Se questo scenario si avverasse, dunque, Grillo potrebbe addirittura essere superato nella crociata contro la tecnocrazia europea da un fronte nazionale di destra (sul modello francese), col rischio di finire schiacciato tra due fuochi. A sinistra potrebbero rinfacciargli la fumosità delle sue critiche alla moneta unica; e a destra, anche se per motivi opposti, potrebbero fare lo stesso: troppo critico per una parte, troppo poco per l’altra.
In questa ridda di tatticismi politici, però, non dobbiamo tralasciare i fatti, che, in quanto tali, presenteranno il conto indipendentemente dal consenso che riscuotono. E qui il fatto è che – lo sappiamo già – l’euro effettivamente collasserà.

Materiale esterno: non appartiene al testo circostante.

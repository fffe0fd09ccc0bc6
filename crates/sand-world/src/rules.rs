//! Per-species movement rules.
//!
//! Each rule looks at one particle, draws whatever randomness it needs, and
//! rewrites at most the particle's own cell and one target cell (bombs are the
//! exception: a triggered bomb clears a whole region).

use crate::explosion;
use crate::grid::Grid;
use crate::random::RandomSource;
use sand_core::{Direction, Position, Substance};

/// What a rule did to the particle it was applied to.
#[derive(Debug, Clone, Copy, PartialEq, Eq)]
pub enum Outcome {
    /// Nothing changed.
    Blocked,
    /// The particle now lives at `to`, possibly after swapping with water.
    Moved { to: Position },
    /// The particle fell off the floor or drifted out of the grid.
    Removed,
    /// Acid ate the metal or sand below it.
    Dissolved { at: Position },
    /// A bomb went off, emptying `cleared` previously occupied cells.
    Exploded { cleared: usize },
}

/// Result of the shared vertical-fall step.
#[derive(Debug, Clone, Copy, PartialEq, Eq)]
enum Fall {
    Moved(Position),
    Landed,
    Stuck,
}

/// Shared gravity step for sand, water, acid and bombs.
///
/// A particle whose row ends up being the last one is deleted in the same
/// step, whether it just arrived there or was already sitting on the floor.
fn fall(grid: &mut Grid, pos: Position, kind: Substance) -> Fall {
    let last_row = grid.last_row();

    let landed = if pos.y == last_row {
        pos
    } else {
        let below = pos.below();
        match grid.cell(below) {
            Some(Substance::Empty) => {
                grid.put(below, kind);
                grid.put(pos, Substance::Empty);
                below
            }
            Some(Substance::Water) if kind.sinks_in_water() => {
                grid.put(below, kind);
                grid.put(pos, Substance::Water);
                below
            }
            _ => pos,
        }
    };

    if landed.y == last_row {
        grid.put(landed, Substance::Empty);
        Fall::Landed
    } else if landed != pos {
        Fall::Moved(landed)
    } else {
        Fall::Stuck
    }
}

/// Step one cell left or right into empty space; leaving the grid deletes the particle.
fn drift<R: RandomSource + ?Sized>(
    grid: &mut Grid,
    pos: Position,
    kind: Substance,
    rng: &mut R,
) -> Outcome {
    let direction = Direction::horizontal()[rng.below(2) as usize];
    let target = pos.step(direction);

    match grid.cell(target) {
        None => {
            grid.put(pos, Substance::Empty);
            Outcome::Removed
        }
        Some(Substance::Empty) => {
            grid.put(target, kind);
            grid.put(pos, Substance::Empty);
            Outcome::Moved { to: target }
        }
        Some(_) => Outcome::Blocked,
    }
}

pub fn move_sand(grid: &mut Grid, pos: Position) -> Outcome {
    match fall(grid, pos, Substance::Sand) {
        Fall::Moved(to) => Outcome::Moved { to },
        Fall::Landed => Outcome::Removed,
        Fall::Stuck => Outcome::Blocked,
    }
}

pub fn move_water<R: RandomSource + ?Sized>(
    grid: &mut Grid,
    pos: Position,
    rng: &mut R,
) -> Outcome {
    match fall(grid, pos, Substance::Water) {
        Fall::Moved(to) => Outcome::Moved { to },
        Fall::Landed => Outcome::Removed,
        Fall::Stuck => drift(grid, pos, Substance::Water, rng),
    }
}

/// Acid falls like sand. When it can't, it mostly spreads like water, sometimes
/// trades places with adjacent water, and occasionally dissolves what it sits on.
pub fn move_acid<R: RandomSource + ?Sized>(
    grid: &mut Grid,
    pos: Position,
    rng: &mut R,
) -> Outcome {
    match fall(grid, pos, Substance::Acid) {
        Fall::Moved(to) => return Outcome::Moved { to },
        Fall::Landed => return Outcome::Removed,
        Fall::Stuck => {}
    }

    let choice = rng.below(100);
    if choice < 80 {
        drift(grid, pos, Substance::Acid, rng)
    } else if choice < 95 {
        let direction = Direction::cardinal()[rng.below(4) as usize];
        let target = pos.step(direction);
        match grid.cell(target) {
            None => {
                grid.put(pos, Substance::Empty);
                Outcome::Removed
            }
            Some(Substance::Water) => {
                grid.put(target, Substance::Acid);
                grid.put(pos, Substance::Water);
                Outcome::Moved { to: target }
            }
            Some(_) => Outcome::Blocked,
        }
    } else {
        let below = pos.below();
        match grid.cell(below) {
            Some(kind) if kind.is_soluble() => {
                grid.put(below, Substance::Empty);
                Outcome::Dissolved { at: below }
            }
            _ => Outcome::Blocked,
        }
    }
}

/// Gas rises 80% of the time and otherwise wanders sideways, bubbling up
/// through water and vanishing at the grid edges.
pub fn move_gas<R: RandomSource + ?Sized>(
    grid: &mut Grid,
    pos: Position,
    rng: &mut R,
) -> Outcome {
    let direction = if rng.below(100) < 20 {
        Direction::horizontal()[rng.below(2) as usize]
    } else {
        Direction::Up
    };
    let target = pos.step(direction);

    match grid.cell(target) {
        None => {
            grid.put(pos, Substance::Empty);
            Outcome::Removed
        }
        Some(Substance::Empty) => {
            grid.put(target, Substance::Gas);
            grid.put(pos, Substance::Empty);
            Outcome::Moved { to: target }
        }
        Some(Substance::Water) => {
            grid.put(target, Substance::Gas);
            grid.put(pos, Substance::Water);
            Outcome::Moved { to: target }
        }
        Some(_) => Outcome::Blocked,
    }
}

/// Bombs fall, and once resting next to acid they blow up.
pub fn move_bomb(grid: &mut Grid, pos: Position, radius: i32) -> Outcome {
    match fall(grid, pos, Substance::Bomb) {
        Fall::Moved(to) => Outcome::Moved { to },
        Fall::Landed => Outcome::Removed,
        Fall::Stuck if explosion::next_to_acid(grid, pos) => Outcome::Exploded {
            cleared: explosion::detonate(grid, pos, radius),
        },
        Fall::Stuck => Outcome::Blocked,
    }
}
//! Error types for the simulation.

use thiserror::Error;

pub type Result<T> = std::result::Result<T, Error>;

#[derive(Error, Debug, Clone, PartialEq, Eq)]
pub enum Error {
    #[error("Invalid coordinate: ({x}, {y}) is outside a {width}x{height} grid")]
    InvalidCoordinate {
        x: i32,
        y: i32,
        width: i32,
        height: i32,
    },

    #[error("Invalid configuration: {0}")]
    InvalidConfiguration(String),
}
//! Log output for the runner.

use anyhow::{anyhow, Result};
use tracing::info;
use tracing_subscriber::{layer::SubscriberExt, util::SubscriberInitExt, EnvFilter};

const DEFAULT_FILTER: &str = "info,sand_runner=debug,sand_world=debug";

pub fn init_telemetry() -> Result<()> {
    let filter = EnvFilter::try_from_default_env().unwrap_or_else(|_| DEFAULT_FILTER.into());
    let json = std::env::var("SAND_LOG_JSON")
        .map(|value| matches!(value.as_str(), "1" | "true" | "yes"))
        .unwrap_or(false);

    let registry = tracing_subscriber::registry().with(filter);
    let installed = if json {
        registry
            .with(tracing_subscriber::fmt::layer().json().with_target(true))
            .try_init()
    } else {
        registry
            .with(tracing_subscriber::fmt::layer().with_target(true))
            .try_init()
    };
    installed.map_err(|e| anyhow!("failed to install log subscriber: {}", e))?;

    info!(json, "Telemetry initialized");
    Ok(())
}
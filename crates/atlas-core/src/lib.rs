//! Map-grid core: places a sparse graph of locations onto a stable 2D grid and
//! derives a per-tile terrain, elevation and flow model from free-text
//! descriptions.
//!
//! Everything here is a pure function over in-memory data. Drawing is left to
//! an external renderer that consumes [`atlas::AtlasSnapshot`].

pub mod atlas;
pub mod elevation;
pub mod error;
pub mod fingerprint;
pub mod flow;
pub mod layout;
pub mod location;
pub mod neighbors;
pub mod terrain;

pub use atlas::{build_atlas, build_atlas_with, AtlasSnapshot, TileTerrain};
pub use elevation::{compute_elevation, ElevationBand};
pub use error::{AtlasError, Result};
pub use flow::{flow_direction, FlowVector, NeighborElevations};
pub use layout::{compute_layout, compute_layout_with, GraphLayout, GridBounds, LayoutParams};
pub use location::{Direction, Exit, GridCoord, Location};
pub use neighbors::NeighborRivers;
pub use terrain::{classify, classify_location, TerrainProfile, TerrainTag};
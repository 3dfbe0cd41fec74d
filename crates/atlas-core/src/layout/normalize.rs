//! Integer grid → resolution-independent [0, 1]² positions.

use serde::{Deserialize, Serialize};

use crate::location::GridCoord;

/// A tile position rescaled into the unit square.
#[derive(Debug, Clone, Copy, PartialEq, Serialize, Deserialize)]
pub struct NormalizedPos {
    pub x: f64,
    pub y: f64,
}

/// Extent of all placed cells plus the padding used for normalisation.
#[derive(Debug, Clone, Copy, PartialEq, Serialize, Deserialize)]
#[serde(rename_all = "camelCase")]
pub struct GridBounds {
    pub min_x: i32,
    pub max_x: i32,
    pub min_y: i32,
    pub max_y: i32,
    pub padding: f64,
}

impl GridBounds {
    /// Bounds of `cells`, or `None` when there are none.
    pub fn from_cells<I>(cells: I, padding: f64) -> Option<Self>
    where
        I: IntoIterator<Item = GridCoord>,
    {
        let mut iter = cells.into_iter();
        let first = iter.next()?;
        let init = GridBounds {
            min_x: first.x,
            max_x: first.x,
            min_y: first.y,
            max_y: first.y,
            padding,
        };
        Some(iter.fold(init, |b, c| GridBounds {
            min_x: b.min_x.min(c.x),
            max_x: b.max_x.max(c.x),
            min_y: b.min_y.min(c.y),
            max_y: b.max_y.max(c.y),
            padding,
        }))
    }

    /// Spans are `i64`: stored coordinates may sit at opposite ends of `i32`.
    pub fn width(&self) -> i64 {
        i64::from(self.max_x) - i64::from(self.min_x)
    }

    pub fn height(&self) -> i64 {
        i64::from(self.max_y) - i64::from(self.min_y)
    }

    pub fn normalize(&self, cell: GridCoord) -> NormalizedPos {
        NormalizedPos {
            x: normalize_axis(cell.x, self.min_x, self.max_x, self.padding),
            y: normalize_axis(cell.y, self.min_y, self.max_y, self.padding),
        }
    }
}

/// Linear map of `v` from `[min, max]` into `[padding, 1 - padding]`; a
/// degenerate axis collapses to its centre.
fn normalize_axis(v: i32, min: i32, max: i32, padding: f64) -> f64 {
    if max == min {
        return 0.5;
    }
    let t = (f64::from(v) - f64::from(min)) / (f64::from(max) - f64::from(min));
    padding + t * (1.0 - 2.0 * padding)
}
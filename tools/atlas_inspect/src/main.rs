//! Offline inspection of a location list: runs layout and terrain derivation
//! and prints the resulting snapshot as JSON or a per-tile table.

use std::{fs, path::PathBuf};

use anyhow::{Context, Result};
use atlas_core::{
    atlas::build_atlas_with,
    fingerprint::layout_key,
    location::{parse_locations, validate_locations},
    AtlasSnapshot, LayoutParams,
};
use clap::{Parser, ValueEnum};
use tracing_subscriber::EnvFilter;

// ── CLI ───────────────────────────────────────────────────────────────────────

#[derive(Debug, Clone, Copy, ValueEnum)]
enum Format {
    Json,
    Table,
}

#[derive(Parser, Debug)]
#[command(name = "atlas_inspect", about = "Lay out a location graph and derive per-tile terrain")]
struct Args {
    /// JSON array of location records.
    input: PathBuf,

    /// Output format.
    #[arg(short, long, value_enum, default_value = "table")]
    format: Format,

    /// Version number stamped on the snapshot.
    #[arg(long, default_value_t = 0)]
    snapshot_version: u64,

    /// Optional JSON file overriding layout parameters.
    #[arg(short, long)]
    params: Option<PathBuf>,

    /// Reject input with duplicate ids or repeated compass exits.
    #[arg(long)]
    strict: bool,
}

fn init_logging() {
    let filter = EnvFilter::try_from_default_env().unwrap_or_else(|_| EnvFilter::new("info"));
    tracing_subscriber::fmt()
        .with_env_filter(filter)
        .with_target(true)
        .with_writer(std::io::stderr)
        .init();
}

fn load_params(path: Option<&PathBuf>) -> Result<LayoutParams> {
    let Some(path) = path else {
        return Ok(LayoutParams::default());
    };
    let text = fs::read_to_string(path).with_context(|| format!("reading {}", path.display()))?;
    let params: LayoutParams =
        serde_json::from_str(&text).with_context(|| format!("parsing {}", path.display()))?;
    params
        .validate()
        .with_context(|| format!("checking {}", path.display()))?;
    Ok(params)
}

fn print_table(snapshot: &AtlasSnapshot) {
    println!(
        "{:<16} {:>5} {:>5} {:>6} {:>6} {:>6} {:<15} {:>6} {:>6}  {}",
        "Id", "GX", "GY", "NX", "NY", "Elev", "Band", "FlowX", "FlowY", "Tags"
    );
    println!("{}", "-".repeat(110));
    for (id, tile) in &snapshot.tiles {
        let (Some(cell), Some(pos)) = (snapshot.layout.cell(id), snapshot.layout.position(id)) else {
            continue;
        };
        let tags: Vec<String> = tile.profile.iter().map(|t| format!("{t:?}")).collect();
        println!(
            "{:<16} {:>5} {:>5} {:>6.3} {:>6.3} {:>6.2} {:<15} {:>6.2} {:>6.2}  {}",
            id,
            cell.x,
            cell.y,
            pos.x,
            pos.y,
            tile.elevation,
            tile.band.label(),
            tile.flow.x,
            tile.flow.y,
            tags.join(",")
        );
    }
    if let Some(b) = snapshot.layout.bounds {
        println!(
            "\nbounds x {}..{} y {}..{} (padding {})",
            b.min_x, b.max_x, b.min_y, b.max_y, b.padding
        );
    }
}

// ── main ──────────────────────────────────────────────────────────────────────

fn main() -> Result<()> {
    init_logging();
    let args = Args::parse();

    let text = fs::read_to_string(&args.input)
        .with_context(|| format!("reading {}", args.input.display()))?;
    let locations = parse_locations(&text)
        .with_context(|| format!("parsing {}", args.input.display()))?;
    if args.strict {
        validate_locations(&locations).context("input failed validation")?;
    }
    let params = load_params(args.params.as_ref())?;

    let key = format!("{:016x}", layout_key(&locations));
    tracing::info!(locations = locations.len(), key = %key, "building snapshot");
    let snapshot = build_atlas_with(&locations, args.snapshot_version, &params);

    match args.format {
        Format::Json => println!("{}", serde_json::to_string_pretty(&snapshot)?),
        Format::Table => print_table(&snapshot),
    }
    Ok(())
}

E’ vero che farsi promotori attivi di questo fallimento storico inevitabile significa comunque pagare un prezzo politico: uscire non sarà quel disastro che raccontano, tutt’altro; ma nel breve periodo è possibile che non sia neppure una passeggiata, e dunque le prime difficoltà potrebbero essere rinfacciate proprio a quelle forze politiche che erano al potere quando si è compiuto il processo. Tuttavia, dall’altra parte, stare a guardare sperando poi di capitalizzare un guadagno elettorale col giochino che “io l’avevo detto” potrebbe non funzionare ugualmente: perché, come abbiamo visto, in tanti lo stanno dicendo già adesso. E sempre di più saranno quelli che lo diranno in futuro.